Para nuestros jóvenes, vivir en los días sin televisión, sin teléfonos celulares, sin Internet, hornos de carbón y vendedores ambulantes por las calles coloca a sus abuelos y bisabuelos en la Edad Media. En las últimas dos generaciones, los rápidos avances tecnológicos han dejado su huella en todos los aspectos de la vida moderna, desde la ingeniería hasta el entretenimiento, desde la comunicación hasta el comercio. Compramos un celular y, en menos de un año, hay un modelo más avanzado en el mercado. La tecnología ha creado una mentalidad de dentro con lo nuevo y fuera de lo viejo. Tal actitud presenta un desafío para aquellos que quieren transmitir las verdades y valores duraderos que la Iglesia ha predicado desde su nacimiento.
Desde el Siglo de las Luces, la ciencia ha sido ensalzada no solo como una forma de entender nuestro mundo, sino como el
only camino. Nuestra cultura moderna está totalmente saturada de esta mentalidad científica. El énfasis unilateral en lo que se puede ver y tocar, lo que se puede verificar con nuestros sentidos, desplaza la dimensión espiritual e inmaterial de nuestro mundo. En tal ambiente que descarta lo trascendente, aquellos que enseñan acerca de Dios y la vida eterna no encuentran una audiencia preparada.
Porque la verdad es una, la ciencia y la fe
están compatible. Sin embargo, la situación de facto es diferente. La ciencia y la tecnología han llevado a muchos a creer que somos autosuficientes. Este ateísmo práctico se disfraza de secularismo. Así, “muchos… de nuestros contemporáneos… o bien no perciben en absoluto, o bien rechazan explícitamente, [el] vínculo íntimo y vital del hombre con Dios” (
GS, 19). En consecuencia, quienes proclaman que la vida sin fe en Dios no tiene sentido, se topan con una indiferencia virulenta.

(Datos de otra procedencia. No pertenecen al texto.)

//! Incremental re-reconciliation driven by filesystem events.
//!
//! Events are handled strictly one at a time in arrival order. Each event path
//! that names a `<node>/<stack>/<file>` triggers one full reconciliation of
//! that pair; there is no debouncing.

use std::path::Path;
use std::sync::Arc;

use notify::{recommended_watcher, Event, EventKind, RecommendedWatcher, RecursiveMode, Watcher};
use tokio::sync::{broadcast, mpsc};

use stackward_core::stack_for_path;
use stackward_remote::RemoteApi;
use stackward_sync::{reconcile_blocking, Outcome, Reconciler};

use crate::error::DaemonError;

/// Watch the stack root until `shutdown` fires, then unsubscribe.
pub async fn watch_stacks<R>(
    reconciler: Arc<Reconciler<R>>,
    shutdown: broadcast::Receiver<()>,
) -> Result<(), DaemonError>
where
    R: RemoteApi + 'static,
{
    let root = reconciler.layout().root().to_path_buf();

    let (event_tx, event_rx) = mpsc::unbounded_channel::<notify::Result<Event>>();
    let mut watcher: RecommendedWatcher = recommended_watcher(move |event| {
        let _ = event_tx.send(event);
    })?;
    watcher.watch(&root, RecursiveMode::Recursive)?;
    tracing::info!(path = %root.display(), "watching");

    process_events(reconciler, event_rx, shutdown).await;

    if let Err(err) = watcher.unwatch(&root) {
        tracing::warn!(error = %err, "failed to unwatch stack root");
    }
    tracing::info!(path = %root.display(), "stopped watching");
    Ok(())
}

/// Drain watcher events until shutdown or until the event source closes.
pub(crate) async fn process_events<R>(
    reconciler: Arc<Reconciler<R>>,
    mut event_rx: mpsc::UnboundedReceiver<notify::Result<Event>>,
    mut shutdown: broadcast::Receiver<()>,
) where
    R: RemoteApi + 'static,
{
    loop {
        tokio::select! {
            _ = shutdown.recv() => break,
            event = event_rx.recv() => {
                let Some(event) = event else { break };
                let event = match event {
                    Ok(event) => event,
                    Err(err) => {
                        tracing::warn!(error = %err, "watcher event error");
                        continue;
                    }
                };
                // Reads, including our own reads of definition files, change nothing.
                if matches!(event.kind, EventKind::Access(_)) {
                    continue;
                }
                for path in &event.paths {
                    handle_path(&reconciler, path).await;
                }
            }
        }
    }
}

async fn handle_path<R>(reconciler: &Arc<Reconciler<R>>, path: &Path) -> Option<Outcome>
where
    R: RemoteApi + 'static,
{
    let Some(stack) = stack_for_path(path) else {
        tracing::debug!(path = %path.display(), "skip path");
        return None;
    };

    tracing::info!(node = %stack.node, stack = %stack.stack, "deploy");
    match reconcile_blocking(reconciler.clone(), stack.clone()).await {
        Ok(outcome) => {
            tracing::debug!(%stack, outcome = outcome.label(), "watch reconcile done");
            Some(outcome)
        }
        Err(err) => {
            tracing::error!(
                node = %stack.node,
                stack = %stack.stack,
                error = %err,
                "reconcile failed"
            );
            None
        }
    }
}

#[cfg(test)]
mod tests {
    use std::fs;
    use std::path::PathBuf;
    use std::time::Duration;

    use notify::event::{CreateKind, DataChange, ModifyKind};
    use stackward_core::{index_targets, StackLayout};
    use stackward_remote::{RecordingRemote, RemoteCall};
    use stackward_sync::Inventory;
    use tempfile::TempDir;

    use super::*;

    fn write_stack(root: &Path, node: &str, stack: &str, content: &str) -> PathBuf {
        let dir = root.join(node).join(stack);
        fs::create_dir_all(&dir).expect("mkdir");
        let file = dir.join("docker-compose.yml");
        fs::write(&file, content).expect("write");
        file
    }

    fn reconciler(
        root: &TempDir,
        remote: Arc<RecordingRemote>,
    ) -> Arc<Reconciler<Arc<RecordingRemote>>> {
        let targets = index_targets(remote.list_targets().expect("targets"));
        remote.clear_calls();
        Arc::new(Reconciler::new(
            remote,
            targets,
            Arc::new(Inventory::default()),
            StackLayout::new(root.path(), "docker-compose.yml"),
        ))
    }

    fn modified(path: PathBuf) -> notify::Result<Event> {
        Ok(Event::new(EventKind::Modify(ModifyKind::Data(DataChange::Content))).add_path(path))
    }

    #[tokio::test]
    async fn shallow_paths_are_discarded() {
        let root = TempDir::new().expect("root");
        let remote = Arc::new(RecordingRemote::new().with_target(3, "web"));
        let r = reconciler(&root, remote.clone());

        assert_eq!(handle_path(&r, Path::new("web/app")).await, None);
        assert_eq!(handle_path(&r, Path::new("/app")).await, None);
        assert!(remote.calls().is_empty());
    }

    #[tokio::test]
    async fn events_reconcile_in_order_until_source_closes() {
        let root = TempDir::new().expect("root");
        let file = write_stack(root.path(), "web", "app", "v1\n");
        let remote = Arc::new(RecordingRemote::new().with_target(3, "web"));
        let r = reconciler(&root, remote.clone());

        let (event_tx, event_rx) = mpsc::unbounded_channel();
        let (_shutdown_tx, shutdown_rx) = broadcast::channel(1);

        event_tx
            .send(Ok(Event::new(EventKind::Create(CreateKind::Folder))
                .add_path(root.path().join("web"))))
            .expect("send");
        event_tx.send(modified(file.clone())).expect("send");
        event_tx
            .send(Ok(Event::new(EventKind::Access(notify::event::AccessKind::Any))
                .add_path(file.clone())))
            .expect("send");
        event_tx.send(modified(file)).expect("send");
        drop(event_tx);

        process_events(r, event_rx, shutdown_rx).await;

        // First event creates; the repeat sees the new unit and finds no change.
        let calls = remote.calls();
        assert_eq!(remote.creates().len(), 1);
        assert!(remote.updates().is_empty());
        assert!(matches!(calls[0], RemoteCall::Create { target_id: 3, .. }));
        assert_eq!(remote.file_reads(), 1);
    }

    #[tokio::test]
    async fn shutdown_stops_the_loop() {
        let root = TempDir::new().expect("root");
        let remote = Arc::new(RecordingRemote::new());
        let r = reconciler(&root, remote);

        let (_event_tx, event_rx) = mpsc::unbounded_channel();
        let (shutdown_tx, shutdown_rx) = broadcast::channel(1);
        shutdown_tx.send(()).expect("send shutdown");

        tokio::time::timeout(Duration::from_secs(5), process_events(r, event_rx, shutdown_rx))
            .await
            .expect("loop should stop on shutdown");
    }

    #[tokio::test(flavor = "multi_thread", worker_threads = 2)]
    async fn file_edit_on_disk_triggers_create() {
        let root = TempDir::new().expect("root");
        fs::create_dir_all(root.path().join("web/app")).expect("mkdir");
        let remote = Arc::new(RecordingRemote::new().with_target(3, "web"));
        let r = reconciler(&root, remote.clone());

        let (shutdown_tx, shutdown_rx) = broadcast::channel(1);
        let watch = tokio::spawn(watch_stacks(r, shutdown_rx));
        tokio::time::sleep(Duration::from_millis(300)).await;

        write_stack(root.path(), "web", "app", "services: {}\n");

        let deadline = tokio::time::Instant::now() + Duration::from_secs(10);
        while remote.creates().is_empty() && tokio::time::Instant::now() < deadline {
            tokio::time::sleep(Duration::from_millis(50)).await;
        }
        shutdown_tx.send(()).expect("send shutdown");
        watch.await.expect("join").expect("watch");

        assert_eq!(remote.creates().len(), 1);
    }
}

Una vez que se elimina a Dios de la conciencia de las personas, se desvanece una referencia segura para el comportamiento moral. Ya no existen normas objetivas en las esferas personal, social, económica y política de la vida; y el relativismo reina supremo. A quienes fomentan una vida virtuosa como respuesta al amor de Dios en Cristo, los secularistas y relativistas hacen oídos sordos.

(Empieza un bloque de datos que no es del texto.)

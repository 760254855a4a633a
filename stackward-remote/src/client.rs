//! Blocking HTTP implementation of [`RemoteApi`].

use serde::de::DeserializeOwned;
use ureq::{Agent, AgentBuilder, Request};

use stackward_core::config::REMOTE_TIMEOUT;
use stackward_core::{DeployedUnit, RemoteTarget};

use crate::error::RemoteError;
use crate::wire::{CreateStackBody, Routes, StackFileResponse, UpdateStackBody};
use crate::RemoteApi;

/// Header carrying the pre-shared API key.
pub const API_KEY_HEADER: &str = "X-API-Key";

/// HTTP client for the orchestration API.
///
/// Every request carries the API key header and is bounded by
/// [`REMOTE_TIMEOUT`]. There is no retry.
#[derive(Clone)]
pub struct HttpRemote {
    agent: Agent,
    routes: Routes,
    api_key: String,
}

impl HttpRemote {
    pub fn new(base: &str, api_key: impl Into<String>) -> Self {
        let agent = AgentBuilder::new().timeout(REMOTE_TIMEOUT).build();
        Self {
            agent,
            routes: Routes::new(base),
            api_key: api_key.into(),
        }
    }

    fn request(&self, method: &str, url: &str) -> Request {
        self.agent
            .request(method, url)
            .set(API_KEY_HEADER, &self.api_key)
    }

    fn get_json<T: DeserializeOwned>(&self, url: &str) -> Result<T, RemoteError> {
        tracing::debug!(url, "GET");
        let response = self
            .request("GET", url)
            .call()
            .map_err(|err| RemoteError::from_ureq("GET", url, err))?;
        response.into_json().map_err(|source| RemoteError::Decode {
            url: url.to_string(),
            source,
        })
    }

    fn send(
        &self,
        method: &'static str,
        url: &str,
        body: impl serde::Serialize,
    ) -> Result<(), RemoteError> {
        tracing::debug!(url, method, "sending");
        let response = self
            .request(method, url)
            .send_json(body)
            .map_err(|err| RemoteError::from_ureq(method, url, err))?;
        // Drain so the connection returns to the pool; content is not used.
        if let Err(err) = response.into_string() {
            tracing::debug!(url, method, error = %err, "failed to read response body");
        }
        Ok(())
    }
}

impl RemoteApi for HttpRemote {
    fn list_targets(&self) -> Result<Vec<RemoteTarget>, RemoteError> {
        self.get_json(&self.routes.endpoints())
    }

    fn list_units(&self) -> Result<Vec<DeployedUnit>, RemoteError> {
        self.get_json(&self.routes.stacks())
    }

    fn unit_file(&self, unit_id: i64) -> Result<String, RemoteError> {
        let body: StackFileResponse = self.get_json(&self.routes.stack_file(unit_id))?;
        Ok(body.stack_file_content)
    }

    fn update_unit(&self, unit_id: i64, target_id: i64, content: &str) -> Result<(), RemoteError> {
        self.send(
            "PUT",
            &self.routes.update_stack(unit_id, target_id),
            UpdateStackBody {
                stack_file_content: content,
                pull_image: true,
            },
        )
    }

    fn create_unit(&self, target_id: i64, name: &str, content: &str) -> Result<(), RemoteError> {
        self.send(
            "POST",
            &self.routes.create_stack(target_id),
            CreateStackBody {
                name,
                stack_file_content: content,
            },
        )
    }
}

Incrustado en el espíritu estadounidense hay una lealtad permanente al individualismo. Nuestra cultura está fuertemente enfocada en la libertad del individuo para perseguir su propia realización. De ahí la implacable campaña para tolerar cualquier forma de comportamiento que no cause un daño inmediato a un individuo. Afirmar, de manera pública, cualquier punto de vista que contradiga la agenda políticamente correcta de una sociedad que promueve la licencia total ahora se etiqueta como discurso de odio e intolerancia. Por lo tanto, para aquellos que quieren enseñar la tradición moral no adulterada de la fe católica, hay oposición y persecución instantáneas.
Sin embargo, en este ambiente actual, la Iglesia debe ser fiel al mandato de Jesús de predicar el evangelio a todas las naciones y enseñar todo lo que él ha enseñado (cf. Mt 28, 18-20). No sorprende que la Iglesia enfrente obstáculos e incluso persecución al vivir su misión. La historia de la Iglesia primitiva da suficiente testimonio.

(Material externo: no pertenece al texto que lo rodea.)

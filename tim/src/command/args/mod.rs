use std::collections::HashMap;
use std::sync::Arc;

use async_trait::async_trait;
use tim_data::Enchantment;

use super::{CommandSender, dispatcher::CommandError, tree::RawArgs};
use crate::server::Server;

pub mod enchantment;
pub mod simple;

/// see [`crate::command::tree::builder::argument`]
#[async_trait]
pub trait ArgumentConsumer: Send + Sync {
    async fn consume<'a>(
        &'a self,
        sender: &CommandSender,
        server: &'a Server,
        args: &mut RawArgs<'a>,
    ) -> Option<Arg<'a>>;
}

#[derive(Clone)]
pub enum Arg<'a> {
    Enchantment(Arc<Enchantment>),
    Simple(&'a str),
}

pub type ConsumedArgs<'a> = HashMap<&'a str, Arg<'a>>;

pub trait FindArg<'a> {
    type Data;

    fn find_arg(args: &'a ConsumedArgs, name: &str) -> Result<Self::Data, CommandError>;
}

Los apóstoles y las primeras generaciones de seguidores de Cristo llevaron el evangelio a un mundo hostil, demasiado dispuestos a darles la corona del martirio. Pero, esos primeros discípulos fueron fieles. Se convirtieron en la levadura para transformar las vidas de miles, demasiado numerosos para contarlos. Y es a esta misma fidelidad a la que estamos llamados hoy. En nuestro tiempo de prueba y prueba, nuestra fidelidad a toda la verdad del evangelio, incluso las duras palabras de Jesús, es la respuesta necesaria para transmitir nuestra fe católica.